Introduction: Urinary tract infections (UTIs) are one of the widespread human microbial disorders affecting all the age groups, which may involve the whole part of the urinary tract from the urethra to kidneys and are associated with a significant burden of mortality and morbidity. Although various microorganisms, including viruses, fungi, and parasites, are responsible for UTIs, bacteria are the leading cause. The prevalence of uropathogens in cases of UTI varies according to demographic features, community or hospital-based and also due to the use of different antibiotics in the community and hospital settings. Aim of the Study: To determine the prevalence of uropathogens and their antibiotic susceptibility pattern in rural populations. Study Design: This is a cross-sectional observational study conducted at the Department of Microbiology, Dr.PSIMS & RF, Chinaoutapalli, Andhra Pradesh. Materials and Methods: A total of 1378 clean-catch midstream urine samples from clinically suspected cases of UTI which were received from outpatient and inpatient set-up of various clinical departments were processed according to standard protocol and guidelines and the isolated pathogens were subjected to antibiotic susceptibility testing by Kirby-Bauer disc diffusion method and interpreted according to CLSI guidelines. Results: In the present study, the prevalence of UTI is 29.53%, where Escherichia coli is the predominant isolate (56.06), followed by Klebsiella spp (16.95%) and among Gram-positives, Enterococcus faecalis is the predominant isolate (10.81%) followed by Staphylococcus aureus (2.70%). Conclusion: As the prevalence of bacterial uropathogens as well as their antibiotic sensitivity pattern varies in different geographical locations and time to time it is important that the diagnosis of UTI is not only dependent on the clinical signs and symptoms, it should be correlated with the positive urine culture and the antibiotic susceptibility pattern of the uropathogen isolated. Without having knowledge about the prevalence of uropathogens in that particular area and their susceptibility pattern, starting empirical antibiotic therapy will not only prolong the disease and lead to complications in the patients, and a negative consequence will also be added in the form of the development of multidrug resistance (MDR).

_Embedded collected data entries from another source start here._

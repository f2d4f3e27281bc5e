//! Crispor 向导序列查询 - 业务能力层
//!
//! 给定序列或染色体区间，从 Crispor 获取候选 guide。
//! Crispor 没有正式的 API，这里解析的是它的结果页面。

use std::sync::Arc;

use async_trait::async_trait;
use serde_json::{json, Value as JsonValue};
use tracing::warn;

use crate::error::{ScrapeError, ScrapeResult};
use crate::infrastructure::cache::ResponseCache;
use crate::infrastructure::http::{Fingerprint, HttpRequest};
use crate::services::html::Document;
use crate::services::scrape_request::{
    arg_or, ordered_object, percent_encode, required_arg, ScrapeContext, ScrapeOutput,
    ScrapeRequest,
};

/// Crispor guide 请求
///
/// 同一个结构服务两种入口：提交新序列（POST 表单），或按已有 batch id 读取结果（GET）。
pub struct CrisporGuideRequest {
    ctx: Arc<ScrapeContext>,
    name: &'static str,
    request: HttpRequest,
    seq: String,
    target: String,
}

impl CrisporGuideRequest {
    pub const NAME: &'static str = "crispor_guide";
    pub const BY_ID_NAME: &'static str = "crispor_guide_by_id";

    pub fn new(
        ctx: Arc<ScrapeContext>,
        seq: &str,
        name: &str,
        org: &str,
        pam: &str,
        target: &str,
    ) -> Self {
        let form = vec![
            ("name".to_string(), name.to_string()),
            ("seq".to_string(), seq.to_string()),
            ("org".to_string(), org.to_string()),
            ("pam".to_string(), pam.to_string()),
            ("sortBy".to_string(), "spec".to_string()),
            ("submit".to_string(), "SUBMIT".to_string()),
        ];
        let request = HttpRequest::post_form(ctx.endpoints.crispor.clone(), form);
        Self {
            ctx,
            name: Self::NAME,
            request,
            seq: seq.to_string(),
            target: target.to_string(),
        }
    }

    /// 位置参数：`seq, [name], [org=hg38], [pam=NGG], [target]`
    pub fn from_args(ctx: Arc<ScrapeContext>, args: &[String]) -> ScrapeResult<Self> {
        let seq = required_arg(args, 0, "seq", Self::NAME)?;
        Ok(Self::new(
            ctx,
            &seq,
            &arg_or(args, 1, ""),
            &arg_or(args, 2, "hg38"),
            &arg_or(args, 3, "NGG"),
            &arg_or(args, 4, ""),
        ))
    }

    /// 读取已有 batch 的结果
    pub fn by_batch_id(ctx: Arc<ScrapeContext>, batch_id: &str) -> Self {
        let url = format!("{}?batchId={}", ctx.endpoints.crispor, batch_id);
        Self {
            ctx,
            name: Self::BY_ID_NAME,
            request: HttpRequest::get(url),
            seq: batch_id.to_string(),
            target: String::new(),
        }
    }

    /// 位置参数：`batch_id`
    pub fn by_batch_id_from_args(ctx: Arc<ScrapeContext>, args: &[String]) -> ScrapeResult<Self> {
        let batch_id = required_arg(args, 0, "batch_id", Self::BY_ID_NAME)?;
        Ok(Self::by_batch_id(ctx, &batch_id))
    }

    /// 错误信息中用来标识请求的文本
    fn label(&self) -> &str {
        if self.target.is_empty() {
            &self.seq
        } else {
            &self.target
        }
    }

    fn sentinel(&self, key: &str) -> ScrapeOutput {
        let mut out = ScrapeOutput::new();
        out.insert("target".into(), json!(self.target));
        out.insert("seq".into(), json!(self.seq));
        out.insert("guide_seqs".into(), ordered_object([(key, key)]));
        out
    }

    /// 解析结果页面
    pub(crate) fn extract(&self, html: &str) -> ScrapeResult<ScrapeOutput> {
        let doc = Document::parse(html)?;
        let label = self.label();

        if let Some(title) = doc.by_class("title") {
            let title_text = doc.text(title);
            if title_text.contains("not present in the selected genome") {
                return Err(ScrapeError::invalid_input(format!(
                    "Crispor on {}: {}",
                    label,
                    title_text.trim()
                )));
            }
        }

        let central = doc
            .by_class("contentcentral")
            .map(|e| doc.text(e))
            .unwrap_or_default();
        if central.contains("retry with a sequence range shorter than 2000 bp") {
            return Err(ScrapeError::invalid_input(format!(
                "Crispor on {}: retry with a sequence range shorter than 2000 bp",
                label
            )));
        }
        if central.contains("This page will refresh every 10 seconds") {
            return Err(ScrapeError::timeout(format!(
                "Crispor on {}: Stuck in job queue. Please retry.",
                label
            )));
        }

        let page_text = doc.full_text();
        if let Some(line) = page_text
            .lines()
            .map(str::trim)
            .find(|l| l.contains("Bad sequence size"))
        {
            let reason = &line[line.find("Bad sequence size").unwrap_or(0)..];
            return Err(ScrapeError::invalid_input(format!(
                "Crispor on {}: {}",
                label,
                reason.trim_end_matches('.')
            )));
        }

        let Some(table) = doc.by_id("otTable") else {
            if page_text.contains("Found no possible guide sequence") {
                return Ok(self.sentinel("not found"));
            }
            if page_text.contains("Server error: could not run command") {
                return Ok(self.sentinel("server error"));
            }
            if page_text.contains("are not valid in the genome") {
                return Ok(self.sentinel("invalid chromosome range"));
            }
            let body = doc
                .find(|e| e.is("body"))
                .map(|b| doc.text(b))
                .unwrap_or(page_text);
            return Err(ScrapeError::protocol(format!(
                "Crispor on {}: No output rows. \"{}\"",
                self.seq,
                body.trim()
            )));
        };

        let batch_id = doc
            .find(|e| e.is("input") && e.attr("name") == Some("batchId"))
            .and_then(|e| e.attr("value"))
            .ok_or_else(|| {
                ScrapeError::protocol(format!("Crispor on {}: batchId not found", label))
            })?
            .to_string();

        let endpoint = &self.ctx.endpoints.crispor;
        let rows = doc.find_within(table, |e| e.has_class("guideRow") && e.has_attr("id"));
        let mut guide_seqs = Vec::with_capacity(rows.len());
        let mut primer_urls = Vec::with_capacity(rows.len());
        for row in rows {
            let pam_id = row.attr("id").unwrap_or_default().to_string();
            let guide = doc
                .find_after(row.start, |e| e.is("tt"))
                .map(|tt| doc.text(tt).trim().to_string())
                .unwrap_or_default();
            primer_urls.push((
                pam_id.clone(),
                format!(
                    "{}?batchId={}&pamId={}&pam=NGG",
                    endpoint,
                    batch_id,
                    percent_encode(&pam_id)
                ),
            ));
            guide_seqs.push((pam_id, guide));
        }

        let mut out = ScrapeOutput::new();
        out.insert("target".into(), json!(self.target));
        out.insert("seq".into(), json!(self.seq));
        out.insert("url".into(), json!(format!("{}?batchId={}", endpoint, batch_id)));
        out.insert("batch_id".into(), json!(batch_id));
        out.insert("guide_seqs".into(), ordered_object(guide_seqs));
        out.insert("primer_urls".into(), ordered_object(primer_urls));
        for (field, download) in [
            ("fasta_url", "download=fasta"),
            ("benchling_url", "download=benchling"),
            ("guides_url", "download=guides&format=tsv"),
            ("offtargets_url", "download=offtargets&format=tsv"),
        ] {
            out.insert(
                field.into(),
                JsonValue::String(format!("{}?batchId={}&{}", endpoint, batch_id, download)),
            );
        }
        Ok(out)
    }
}

#[async_trait]
impl ScrapeRequest for CrisporGuideRequest {
    fn name(&self) -> &'static str {
        self.name
    }

    fn fingerprint(&self) -> Fingerprint {
        self.request.fingerprint()
    }

    fn cache(&self) -> &dyn ResponseCache {
        self.ctx.cache.as_ref()
    }

    async fn run(&self) -> ScrapeResult<ScrapeOutput> {
        let response = self.ctx.fetch_cached(&self.request).await?;
        self.extract(&response.body).inspect_err(|e| {
            warn!("{}", e);
        })
    }
}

农村人群尿路病原菌及其抗生素敏感性模式:一项横断面观察研究
导读:尿路感染(uti)是影响所有年龄组的广泛存在的人类微生物疾病之一,它可能涉及从尿道到肾脏的整个尿路,是死亡率和发病率的重要负担。虽然各种微生物,包括病毒、真菌和寄生虫,都是引起尿路感染的原因,但细菌是主要原因。尿路感染病例中尿路病原体的患病率因人口统计学特征、社区或医院而异,也因社区和医院使用不同的抗生素而异。研究目的:了解农村人群尿路病原菌的流行情况及其抗生素敏感性。研究设计:这是一项横断面观察性研究,在安得拉邦华塔帕里的psims & RF博士微生物学系进行。材料与方法:从临床各科室门诊和住院部收集尿路感染临床疑似病例中游尿液标本1378份,按标准方案和指南处理,分离病原菌采用Kirby-Bauer圆盘扩散法进行抗生素药敏试验,并按CLSI指南进行解释。结果:本组尿路感染感染率为29.53%,其中以大肠埃希菌为主(56.06),其次为克雷伯氏菌(16.95%),革兰氏阳性中以粪肠球菌为主(10.81%),其次为金黄色葡萄球菌(2.70%)。结论:由于尿路细菌病原菌在不同地域、不同时间的流行情况及其抗生素敏感性模式存在差异,因此尿路感染的诊断不能仅仅依赖于临床体征和症状,而应与尿培养阳性和分离的尿路病原菌的抗生素敏感性模式相关。如果不了解该地区尿路病原体的流行情况及其易感模式,开始经验性抗生素治疗不仅会延长病程并导致患者并发症,而且还会以多药耐药(MDR)的形式增加负面后果。